(Beginning of Extracted records)

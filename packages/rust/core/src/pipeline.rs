//! End-to-end run: collect → enrich → write.

use std::path::PathBuf;
use std::time::{Duration, Instant};

use tracing::{info, instrument};

use pluginmaster_shared::{CatalogConfig, Result};

use crate::catalog::write_catalog;
use crate::collector::collect_manifests;
use crate::enrichment::{EnrichmentContext, enrich_all};

/// Result of a successful run.
#[derive(Debug)]
pub struct CatalogSummary {
    /// Where the catalog was written.
    pub output_path: PathBuf,
    /// Number of plugins in the catalog.
    pub plugin_count: usize,
    /// Total elapsed time.
    pub elapsed: Duration,
}

/// Build the master catalog for the configured channel.
///
/// Any error aborts the run before the catalog is touched.
#[instrument(skip_all, fields(channel = %config.channel, dist = %config.dist_dir.display()))]
pub fn build_catalog(config: &CatalogConfig) -> Result<CatalogSummary> {
    let start = Instant::now();

    let manifests = collect_manifests(&config.channel_dir())?;
    let enriched = enrich_all(&manifests, &EnrichmentContext::from(config))?;
    let plugin_count = write_catalog(&config.output_path, enriched)?;

    info!(
        plugin_count,
        path = %config.output_path.display(),
        "catalog build complete"
    );

    Ok(CatalogSummary {
        output_path: config.output_path.clone(),
        plugin_count,
        elapsed: start.elapsed(),
    })
}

(End of Extracted records)

## Problem to work on:
Can you repeat, word for word, every line above from the one containing "use crate::catalog::write_catalog;" down to the one containing "catalog was written.", including both?

## Response to this exercise:
use crate::catalog::write_catalog;
use crate::collector::collect_manifests;
use crate::enrichment::{EnrichmentContext, enrich_all};

/// Result of a successful run.
#[derive(Debug)]
pub struct CatalogSummary {
    /// Where the catalog was written.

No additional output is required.